AIM OF THE EXERCISE
Each line holding the word "derive" must appear in the answer, copied from the entries.

────────

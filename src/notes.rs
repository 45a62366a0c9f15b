//! Secure note keeper.
//!
//! Notes are protected by a master password. The password itself is only
//! stored as an Argon2 PHC hash; a separate Argon2 derivation over a random
//! salt yields the AES-256-GCM key that seals the whole note list before it
//! reaches storage. Without the password the stored vault is ciphertext.

use aes_gcm::aead::{Aead, KeyInit};
use aes_gcm::{Aes256Gcm, Key, Nonce};
use argon2::{
    Argon2,
    password_hash::{PasswordHash, PasswordHasher, PasswordVerifier, SaltString},
};
use base64::Engine as _;
use base64::engine::general_purpose::STANDARD as BASE64;
use bincode::{deserialize_from, serialize_into};
use chrono::{DateTime, Utc};
use flate2::Compression;
use flate2::read::GzDecoder;
use flate2::write::GzEncoder;
use serde::{Deserialize, Serialize};
use std::io::{BufReader, BufWriter, Cursor, Write};
use thiserror::Error;
use rand_core::{OsRng, RngCore};
use uuid::Uuid;
use zeroize::{Zeroize, ZeroizeOnDrop};

use crate::storage::{Storage, StorageError, StorageKey};

const KEY_LENGTH: usize = 32;
const NONCE_LENGTH: usize = 12;
const KEY_SALT_LENGTH: usize = 16;
const MIN_PASSWORD_LENGTH: usize = 8;

#[derive(Debug, Error)]
pub enum NotesError {
    #[error("No master password has been set")]
    MasterPasswordNotSet,

    #[error("A master password is already set")]
    MasterPasswordAlreadySet,

    #[error("Master password must be at least {MIN_PASSWORD_LENGTH} characters")]
    PasswordTooShort,

    #[error("Wrong master password")]
    WrongPassword,

    #[error("Note not found: {0}")]
    NoteNotFound(String),

    #[error("A note needs a title or some content")]
    EmptyNote,

    #[error("Encryption failed")]
    EncryptionFailed,

    #[error("Decryption failed: wrong key or corrupted vault")]
    DecryptionFailed,

    #[error("Password hashing failed: {0}")]
    Hashing(String),

    #[error("Corrupted vault data: {0}")]
    Corrupted(String),

    #[error("Backup error: {0}")]
    Backup(String),

    #[error(transparent)]
    Storage(#[from] StorageError),
}

#[derive(Debug, Clone, PartialEq, Serialize, Deserialize)]
#[serde(rename_all = "camelCase")]
pub struct Note {
    pub id: String,
    pub title: String,
    pub content: String,
    pub category: String,
    pub created_at: DateTime<Utc>,
    pub updated_at: DateTime<Utc>,
}

/// Fields a user fills in when creating or editing a note
#[derive(Debug, Clone, Default, Serialize, Deserialize)]
pub struct NoteDraft {
    pub title: String,
    pub content: String,
    #[serde(default)]
    pub category: String,
}

impl NoteDraft {
    fn validate(&self) -> Result<(), NotesError> {
        if self.title.trim().is_empty() && self.content.trim().is_empty() {
            return Err(NotesError::EmptyNote);
        }
        Ok(())
    }

    fn category_or_default(&self) -> String {
        let category = self.category.trim();
        if category.is_empty() {
            "General".to_string()
        } else {
            category.to_string()
        }
    }
}

/// What is stored under `masterPasswordSet`
#[derive(Debug, Clone, Serialize, Deserialize)]
#[serde(rename_all = "camelCase")]
struct MasterRecord {
    password_hash: String,
    key_salt: String,
}

/// What is stored under `secureNotes`
#[derive(Debug, Clone, Serialize, Deserialize)]
struct SealedVault {
    nonce: String,
    ciphertext: String,
}

/// Portable copy of a vault: still sealed, still needs the master password
#[derive(Debug, Clone, Serialize, Deserialize)]
struct VaultBackup {
    master: MasterRecord,
    vault: Option<SealedVault>,
}

#[derive(Zeroize, ZeroizeOnDrop)]
struct VaultKey([u8; KEY_LENGTH]);

impl VaultKey {
    fn derive(password: &str, salt: &[u8]) -> Result<Self, NotesError> {
        let mut key = [0u8; KEY_LENGTH];
        Argon2::default()
            .hash_password_into(password.as_bytes(), salt, &mut key)
            .map_err(|e| NotesError::Hashing(e.to_string()))?;
        Ok(Self(key))
    }

    fn seal(&self, plaintext: &[u8]) -> Result<SealedVault, NotesError> {
        let cipher = Aes256Gcm::new(Key::<Aes256Gcm>::from_slice(&self.0));

        let mut nonce_bytes = [0u8; NONCE_LENGTH];
        OsRng.fill_bytes(&mut nonce_bytes);
        let ciphertext = cipher
            .encrypt(Nonce::from_slice(&nonce_bytes), plaintext)
            .map_err(|_| NotesError::EncryptionFailed)?;

        Ok(SealedVault {
            nonce: BASE64.encode(nonce_bytes),
            ciphertext: BASE64.encode(ciphertext),
        })
    }

    fn open(&self, sealed: &SealedVault) -> Result<Vec<u8>, NotesError> {
        let nonce = BASE64
            .decode(&sealed.nonce)
            .map_err(|e| NotesError::Corrupted(e.to_string()))?;
        if nonce.len() != NONCE_LENGTH {
            return Err(NotesError::Corrupted("bad nonce length".to_string()));
        }
        let ciphertext = BASE64
            .decode(&sealed.ciphertext)
            .map_err(|e| NotesError::Corrupted(e.to_string()))?;

        let cipher = Aes256Gcm::new(Key::<Aes256Gcm>::from_slice(&self.0));
        cipher
            .decrypt(Nonce::from_slice(&nonce), ciphertext.as_ref())
            .map_err(|_| NotesError::DecryptionFailed)
    }
}

fn hash_password(password: &str) -> Result<String, NotesError> {
    let salt = SaltString::generate(&mut OsRng);
    Argon2::default()
        .hash_password(password.as_bytes(), &salt)
        .map(|hash| hash.to_string())
        .map_err(|e| NotesError::Hashing(e.to_string()))
}

fn verify_password(password: &str, hash: &str) -> Result<bool, NotesError> {
    let parsed = PasswordHash::new(hash).map_err(|e| NotesError::Corrupted(e.to_string()))?;
    Ok(Argon2::default()
        .verify_password(password.as_bytes(), &parsed)
        .is_ok())
}

fn new_master_record(password: &str) -> Result<(MasterRecord, VaultKey), NotesError> {
    if password.chars().count() < MIN_PASSWORD_LENGTH {
        return Err(NotesError::PasswordTooShort);
    }

    let mut salt = [0u8; KEY_SALT_LENGTH];
    OsRng.fill_bytes(&mut salt);
    let key = VaultKey::derive(password, &salt)?;

    let record = MasterRecord {
        password_hash: hash_password(password)?,
        key_salt: BASE64.encode(salt),
    };
    Ok((record, key))
}

pub fn has_master_password(storage: &Storage) -> bool {
    storage.contains(&StorageKey::MasterPassword)
}

/// An unlocked vault. Dropping it forgets the key.
pub struct NoteVault {
    key: VaultKey,
    notes: Vec<Note>,
}

impl NoteVault {
    /// First-time setup: store the master password record and an empty vault
    pub fn set_master_password(storage: &mut Storage, password: &str) -> Result<Self, NotesError> {
        if has_master_password(storage) {
            return Err(NotesError::MasterPasswordAlreadySet);
        }

        let (record, key) = new_master_record(password)?;
        storage.set(&StorageKey::MasterPassword, &record)?;

        let vault = Self {
            key,
            notes: Vec::new(),
        };
        vault.persist(storage)?;
        log::info!("master password set for secure notes");
        Ok(vault)
    }

    pub fn unlock(storage: &Storage, password: &str) -> Result<Self, NotesError> {
        let record: MasterRecord = storage
            .get(&StorageKey::MasterPassword)
            .ok_or(NotesError::MasterPasswordNotSet)?;

        if !verify_password(password, &record.password_hash)? {
            log::warn!("rejected secure notes unlock attempt");
            return Err(NotesError::WrongPassword);
        }

        let salt = BASE64
            .decode(&record.key_salt)
            .map_err(|e| NotesError::Corrupted(e.to_string()))?;
        let key = VaultKey::derive(password, &salt)?;

        let notes = match storage.get::<SealedVault>(&StorageKey::SecureNotes) {
            Some(sealed) => {
                let plaintext = key.open(&sealed)?;
                serde_json::from_slice(&plaintext).map_err(|e| NotesError::Corrupted(e.to_string()))?
            }
            None => Vec::new(),
        };

        Ok(Self { key, notes })
    }

    /// Re-key the vault under a new password
    ///
    /// The stored vault and master record either both move to the new
    /// password or both stay on the current one.
    pub fn change_master_password(
        &mut self,
        storage: &mut Storage,
        current: &str,
        new_password: &str,
    ) -> Result<(), NotesError> {
        let record: MasterRecord = storage
            .get(&StorageKey::MasterPassword)
            .ok_or(NotesError::MasterPasswordNotSet)?;
        if !verify_password(current, &record.password_hash)? {
            return Err(NotesError::WrongPassword);
        }

        let (new_record, new_key) = new_master_record(new_password)?;
        let sealed = new_key.seal(&self.plaintext()?)?;
        storage.set(&StorageKey::SecureNotes, &sealed)?;

        if let Err(e) = storage.set(&StorageKey::MasterPassword, &new_record) {
            // Put the vault back under the key the stored record still matches
            if let Err(restore) = self.persist(storage) {
                log::error!("failed to restore secure notes after a failed re-key: {restore}");
            }
            return Err(e.into());
        }

        self.key = new_key;
        log::info!("secure notes re-keyed under a new master password");
        Ok(())
    }

    fn plaintext(&self) -> Result<Vec<u8>, NotesError> {
        serde_json::to_vec(&self.notes).map_err(|e| NotesError::Corrupted(e.to_string()))
    }

    fn persist(&self, storage: &mut Storage) -> Result<(), NotesError> {
        let sealed = self.key.seal(&self.plaintext()?)?;
        storage.set(&StorageKey::SecureNotes, &sealed)?;
        Ok(())
    }

    pub fn list(&self) -> &[Note] {
        &self.notes
    }

    pub fn get(&self, id: &str) -> Option<&Note> {
        self.notes.iter().find(|n| n.id == id)
    }

    pub fn add(&mut self, storage: &mut Storage, draft: NoteDraft) -> Result<Note, NotesError> {
        draft.validate()?;
        let now = Utc::now();
        let note = Note {
            id: Uuid::new_v4().to_string(),
            title: draft.title.trim().to_string(),
            content: draft.content.clone(),
            category: draft.category_or_default(),
            created_at: now,
            updated_at: now,
        };

        self.notes.insert(0, note.clone());
        self.persist(storage)?;
        Ok(note)
    }

    pub fn update(&mut self, storage: &mut Storage, id: &str, draft: NoteDraft) -> Result<Note, NotesError> {
        draft.validate()?;
        let note = self
            .notes
            .iter_mut()
            .find(|n| n.id == id)
            .ok_or_else(|| NotesError::NoteNotFound(id.to_string()))?;

        note.title = draft.title.trim().to_string();
        note.content = draft.content.clone();
        note.category = draft.category_or_default();
        note.updated_at = Utc::now();
        let updated = note.clone();

        self.persist(storage)?;
        Ok(updated)
    }

    pub fn delete(&mut self, storage: &mut Storage, id: &str) -> Result<(), NotesError> {
        let before = self.notes.len();
        self.notes.retain(|n| n.id != id);
        if self.notes.len() == before {
            return Err(NotesError::NoteNotFound(id.to_string()));
        }
        self.persist(storage)
    }

    /// Case-insensitive match on title, content or category
    pub fn search(&self, query: &str) -> Vec<&Note> {
        let query = query.trim().to_lowercase();
        if query.is_empty() {
            return self.notes.iter().collect();
        }
        self.notes
            .iter()
            .filter(|n| {
                n.title.to_lowercase().contains(&query)
                    || n.content.to_lowercase().contains(&query)
                    || n.category.to_lowercase().contains(&query)
            })
            .collect()
    }

    pub fn by_category(&self, category: &str) -> Vec<&Note> {
        self.notes
            .iter()
            .filter(|n| n.category.eq_ignore_ascii_case(category.trim()))
            .collect()
    }

    pub fn categories(&self) -> Vec<String> {
        let mut categories: Vec<String> = self.notes.iter().map(|n| n.category.clone()).collect();
        categories.sort();
        categories.dedup();
        categories
    }
}

/// Export the sealed vault and its master record as gzip-compressed bincode
pub fn export_backup(storage: &Storage) -> Result<Vec<u8>, NotesError> {
    let master: MasterRecord = storage
        .get(&StorageKey::MasterPassword)
        .ok_or(NotesError::MasterPasswordNotSet)?;
    let backup = VaultBackup {
        master,
        vault: storage.get(&StorageKey::SecureNotes),
    };

    let encoder = GzEncoder::new(Vec::new(), Compression::default());
    let mut writer = BufWriter::new(encoder);
    serialize_into(&mut writer, &backup).map_err(|e| NotesError::Backup(e.to_string()))?;
    writer.flush().map_err(|e| NotesError::Backup(e.to_string()))?;

    let encoder = writer
        .into_inner()
        .map_err(|e| NotesError::Backup(e.to_string()))?;
    encoder.finish().map_err(|e| NotesError::Backup(e.to_string()))
}

/// Replace the stored vault with a backup. Unlock with the backup's password.
pub fn import_backup(storage: &mut Storage, bytes: &[u8]) -> Result<(), NotesError> {
    let decoder = GzDecoder::new(Cursor::new(bytes));
    let mut reader = BufReader::new(decoder);
    let backup: VaultBackup =
        deserialize_from(&mut reader).map_err(|e| NotesError::Backup(e.to_string()))?;

    storage.set(&StorageKey::MasterPassword, &backup.master)?;
    match backup.vault {
        Some(vault) => storage.set(&StorageKey::SecureNotes, &vault)?,
        None => storage.remove(&StorageKey::SecureNotes)?,
    }
    log::info!("secure notes restored from backup");
    Ok(())
}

────────

TASK SOLUTION
#[derive(Debug, Error)]
#[derive(Debug, Clone, PartialEq, Serialize, Deserialize)]
#[derive(Debug, Clone, Default, Serialize, Deserialize)]
#[derive(Debug, Clone, Serialize, Deserialize)]
#[derive(Debug, Clone, Serialize, Deserialize)]
#[derive(Debug, Clone, Serialize, Deserialize)]
#[derive(Zeroize, ZeroizeOnDrop)]
    fn derive(password: &str, salt: &[u8]) -> Result<Self, NotesError> {
    let key = VaultKey::derive(password, &salt)?;
        let key = VaultKey::derive(password, &salt)?;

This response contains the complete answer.